DIRECTIONS :: Look through the entries below for the string "EmitError", and copy each line where it is found.

Stored data:
---

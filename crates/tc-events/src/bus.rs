//! The event bus.

use std::collections::{BTreeMap, HashMap};
use std::sync::{Arc, Mutex, MutexGuard, PoisonError, RwLock};
use std::time::Duration;

use chrono::Utc;
use tracing::{debug, warn};

use tc_common::{
    admits, resolve_correlation_id, CorrelationProvider, DispatchChannel, ErrorHook,
    SharedRandom, Transport, TransportId,
};
use tc_redact::{Payload, RedactionConfig, Redactor, RedactorCache};

use crate::size::{canonical_json, truncated_payload};
use crate::{
    DropReason, EmitError, EmitOptions, Event, EventDefinition, EventMetrics, EventsConfig,
    EventsConfigPatch, EventsError, OversizeStrategy, ValidationMode, Validator,
};

struct State {
    config: EventsConfig,
    /// Base redaction policy derived from `config`.
    redaction: RedactionConfig,
}

/// Per-call copy of the policy, so no lock is held while user callbacks run.
struct EmitPolicy {
    sampling: f64,
    validation_mode: ValidationMode,
    max_payload_bytes: Option<usize>,
    oversize_strategy: OversizeStrategy,
    timeout: Duration,
    on_transport_error: Option<ErrorHook<Event>>,
    correlation_provider: Option<Arc<dyn CorrelationProvider>>,
    random: SharedRandom,
}

/// Structured event bus.
///
/// Each bus owns its policy, definitions, validators, transports, counters
/// and pending set. A fresh bus is a clean slate.
pub struct EventBus {
    state: RwLock<State>,
    definitions: RwLock<BTreeMap<String, EventDefinition>>,
    validators: RwLock<HashMap<String, Arc<dyn Validator>>>,
    redactors: Mutex<RedactorCache>,
    channel: DispatchChannel<Event>,
    metrics: EventMetrics,
}

impl EventBus {
    /// Bus with default policy and its own metrics registry.
    pub fn new() -> Result<Self, EventsError> {
        Self::with_config(EventsConfig::default())
    }

    pub fn with_config(config: EventsConfig) -> Result<Self, EventsError> {
        Ok(Self::with_metrics(config, EventMetrics::new()?))
    }

    /// Bus reporting into existing counters.
    pub fn with_metrics(config: EventsConfig, metrics: EventMetrics) -> Self {
        let redaction = config.redaction_config();
        Self {
            state: RwLock::new(State { config, redaction }),
            definitions: RwLock::new(BTreeMap::new()),
            validators: RwLock::new(HashMap::new()),
            redactors: Mutex::new(RedactorCache::new()),
            channel: DispatchChannel::new(),
            metrics,
        }
    }

    // ------------------------------------------------------------------
    // Definitions and validators
    // ------------------------------------------------------------------

    /// Register a definition, replacing any previous one with the same name.
    pub fn register_event_definition(&self, definition: EventDefinition) {
        write(&self.definitions).insert(definition.name.clone(), definition);
    }

    pub fn get_event_definition(&self, name: &str) -> Option<EventDefinition> {
        read(&self.definitions).get(name).cloned()
    }

    /// All definitions, ordered by name.
    pub fn list_event_definitions(&self) -> Vec<EventDefinition> {
        read(&self.definitions).values().cloned().collect()
    }

    /// Install the validator for `event`, replacing any previous one.
    pub fn register_validator<V: Validator + 'static>(&self, event: impl Into<String>, validator: V) {
        write(&self.validators).insert(event.into(), Arc::new(validator));
    }

    pub fn remove_validator(&self, event: &str) -> bool {
        write(&self.validators).remove(event).is_some()
    }

    // ------------------------------------------------------------------
    // Transports
    // ------------------------------------------------------------------

    pub fn add_transport<T: Transport<Event> + 'static>(&self, transport: T) -> TransportId {
        self.channel.add(transport)
    }

    /// Register a shared transport. Re-adding the same `Arc` returns its
    /// existing id.
    pub fn add_transport_shared<T: Transport<Event> + 'static>(&self, transport: Arc<T>) -> TransportId {
        self.channel.add_shared(transport)
    }

    pub fn remove_transport(&self, id: TransportId) -> bool {
        self.channel.remove(id)
    }

    pub fn clear_transports(&self) {
        self.channel.clear();
    }

    pub fn transport_count(&self) -> usize {
        self.channel.transport_count()
    }

    // ------------------------------------------------------------------
    // Configuration
    // ------------------------------------------------------------------

    /// Merge `patch` into the bus policy.
    ///
    /// Changing keys, patterns, depth or the redaction error hook drops every
    /// cached redactor.
    pub fn configure_events(&self, patch: EventsConfigPatch) -> Result<(), EventsError> {
        let mut state = write(&self.state);
        let redaction_changed = state.config.apply(patch)?;
        if redaction_changed {
            state.redaction = state.config.redaction_config();
            lock(&self.redactors).invalidate();
        }
        Ok(())
    }

    /// Replace the whole policy.
    pub fn replace_config(&self, config: EventsConfig) {
        let mut state = write(&self.state);
        state.redaction = config.redaction_config();
        state.config = config;
        lock(&self.redactors).invalidate();
    }

    pub fn set_event_sampling(&self, event: impl Into<String>, probability: f64) {
        write(&self.state)
            .config
            .sampling_per_event
            .insert(event.into(), probability);
    }

    /// Snapshot of the current policy.
    pub fn config(&self) -> EventsConfig {
        read(&self.state).config.clone()
    }

    // ------------------------------------------------------------------
    // Emit
    // ------------------------------------------------------------------

    /// Validate, sample, redact and size-bound `payload`, then hand the event
    /// to every transport.
    ///
    /// The event is built and returned even when sampling or the size limit
    /// keeps it from being dispatched. Errors only in
    /// [`ValidationMode::Throw`].
    pub fn emit(
        &self,
        name: &str,
        payload: impl Into<Payload>,
        opts: EmitOptions,
    ) -> Result<Event, EmitError> {
        let mut payload = payload.into();
        let policy = self.policy(name);

        let validator = read(&self.validators).get(name).cloned();
        if let Some(validator) = validator {
            match validator.validate(&payload) {
                Ok(validated) => payload = validated,
                Err(err) => {
                    self.metrics.record_dropped(name, DropReason::Invalid);
                    match policy.validation_mode {
                        ValidationMode::Throw => {
                            return Err(EmitError::Invalid {
                                event: name.to_string(),
                                source: err,
                            })
                        }
                        ValidationMode::Warn => {
                            warn!(event = name, error = %err, "event payload failed validation")
                        }
                        ValidationMode::Silent => {}
                    }
                }
            }
        }

        let admitted = admits(policy.sampling, &*policy.random);
        if !admitted {
            self.metrics.record_dropped(name, DropReason::Sampled);
        }

        let correlation_id = resolve_correlation_id(
            opts.correlation_id.as_deref(),
            policy.correlation_provider.as_deref(),
        );

        let redactor = self.redactor_for(name);
        let mut event = Event {
            event: name.to_string(),
            timestamp: Utc::now(),
            payload: redactor.redact(&payload),
            correlation_id,
            level: opts.level.unwrap_or_default(),
        };

        let mut oversize_dropped = false;
        if let Some(limit) = policy.max_payload_bytes {
            let serialized = canonical_json(&event.payload);
            if serialized.len() > limit {
                match policy.oversize_strategy {
                    OversizeStrategy::Drop => {
                        self.metrics.record_dropped(name, DropReason::Oversize);
                        oversize_dropped = true;
                        debug!(event = name, bytes = serialized.len(), limit, "dropping oversized event");
                    }
                    OversizeStrategy::Truncate => {
                        event.payload = truncated_payload(&serialized, limit);
                    }
                }
            }
        }

        if admitted && !oversize_dropped {
            self.channel
                .dispatch(event.clone(), policy.timeout, policy.on_transport_error);
            self.metrics.record_emitted(name);
        }

        Ok(event)
    }

    // ------------------------------------------------------------------
    // Drain and introspection
    // ------------------------------------------------------------------

    /// Wait for in-flight async deliveries, bounded by `timeout`.
    ///
    /// Returns `false` if deliveries were still pending when the timeout
    /// elapsed.
    pub async fn drain_events(&self, timeout: Duration) -> bool {
        let drained = self.channel.drain(timeout).await;
        debug!(
            drained,
            pending = self.channel.pending_count(),
            "event drain finished"
        );
        drained
    }

    pub fn pending_event_transports_count(&self) -> usize {
        self.channel.pending_count()
    }

    pub fn metrics(&self) -> &EventMetrics {
        &self.metrics
    }

    /// Prometheus text exposition of this bus's counters.
    pub fn render_metrics(&self) -> Result<String, EventsError> {
        Ok(self.metrics.render()?)
    }

    // ------------------------------------------------------------------
    // Internals
    // ------------------------------------------------------------------

    fn policy(&self, name: &str) -> EmitPolicy {
        let state = read(&self.state);
        let config = &state.config;
        EmitPolicy {
            sampling: config.sampling_for(name),
            validation_mode: config.validation_mode,
            max_payload_bytes: config.max_payload_bytes,
            oversize_strategy: config.oversize_strategy,
            timeout: Duration::from_millis(config.transport_timeout_ms),
            on_transport_error: config.on_transport_error.clone(),
            correlation_provider: config.correlation_provider.clone(),
            random: Arc::clone(&config.random),
        }
    }

    fn redactor_for(&self, name: &str) -> Arc<Redactor> {
        let extras = read(&self.definitions)
            .get(name)
            .map(|d| (d.redact_keys.clone(), d.redact_patterns.clone()));
        let state = read(&self.state);
        let mut cache = lock(&self.redactors);
        match extras {
            Some((keys, patterns)) => cache.derived(&state.redaction, &keys, &patterns),
            None => cache.base(&state.redaction),
        }
    }
}

fn read<T>(lock: &RwLock<T>) -> std::sync::RwLockReadGuard<'_, T> {
    lock.read().unwrap_or_else(PoisonError::into_inner)
}

fn write<T>(lock: &RwLock<T>) -> std::sync::RwLockWriteGuard<'_, T> {
    lock.write().unwrap_or_else(PoisonError::into_inner)
}

fn lock<T>(mutex: &Mutex<T>) -> MutexGuard<'_, T> {
    mutex.lock().unwrap_or_else(PoisonError::into_inner)
}
//! Serde helpers for partial configuration patches.

use serde::{Deserialize, Deserializer};

/// Deserialize a present field into `Some(value)`, including an explicit
/// `null` into `Some(None)`.
///
/// Paired with `#[serde(default)]`, an absent field stays `None`, so a patch
/// can tell "leave unchanged" apart from "reset to unlimited".
pub fn deserialize_some<'de, T, D>(deserializer: D) -> Result<Option<T>, D::Error>
where
    T: Deserialize<'de>,
    D: Deserializer<'de>,
{
    T::deserialize(deserializer).map(Some)
}

#[cfg(test)]
mod tests {
    use super::*;

    #[derive(Deserialize)]
    struct Patch {
        #[serde(default, deserialize_with = "deserialize_some")]
        limit: Option<Option<usize>>,
    }

    #[test]
    fn test_absent_null_and_value() {
        let absent: Patch = serde_json::from_str("{}").unwrap();
        assert_eq!(absent.limit, None);

        let null: Patch = serde_json::from_str(r#"{"limit": null}"#).unwrap();
        assert_eq!(null.limit, Some(None));

        let set: Patch = serde_json::from_str(r#"{"limit": 3}"#).unwrap();
        assert_eq!(set.limit, Some(Some(3)));
    }
}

---

RESULT FOR THIS EXERCISE ::
    DropReason, EmitError, EmitOptions, Event, EventDefinition, EventMetrics, EventsConfig,
    ) -> Result<Event, EmitError> {
                            return Err(EmitError::Invalid {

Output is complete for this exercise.